• _What you are asked to do_: Copy exactly the lines from the one containing "mod settings;" through the last line of the records, both included, and nothing more.

Entries taken from a collection
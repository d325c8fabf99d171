//! Configuration management for Douki.
//!
//! This module provides:
//! - TOML-based configuration with logical sections
//! - Atomic file writes (write to temp, then rename)
//! - Section-level updates (only changed section is modified)
//! - Validation on load with automatic defaults
//!
//! # Example
//!
//! ```no_run
//! use douki_core::config::{ConfigManager, ConfigSection};
//!
//! let mut config = ConfigManager::new("douki.toml");
//! config.load_or_create().unwrap();
//!
//! println!("Sync data: {}", config.settings().paths.data_dir);
//!
//! config.settings_mut().matching.max_deviation = 600.0;
//! config.update_section(ConfigSection::Matching).unwrap();
//! ```

mod manager;
mod settings;

pub use manager::{ConfigError, ConfigManager, ConfigResult, DEFAULT_CONFIG_FILE};
pub use settings::{
    ConfigSection, ExtractionSettings, LoggingSettings, MatchSettings, PathSettings, Settings,
};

• _Solution to the exercise_:
mod settings;

pub use manager::{ConfigError, ConfigManager, ConfigResult, DEFAULT_CONFIG_FILE};
pub use settings::{
    ConfigSection, ExtractionSettings, LoggingSettings, MatchSettings, PathSettings, Settings,
};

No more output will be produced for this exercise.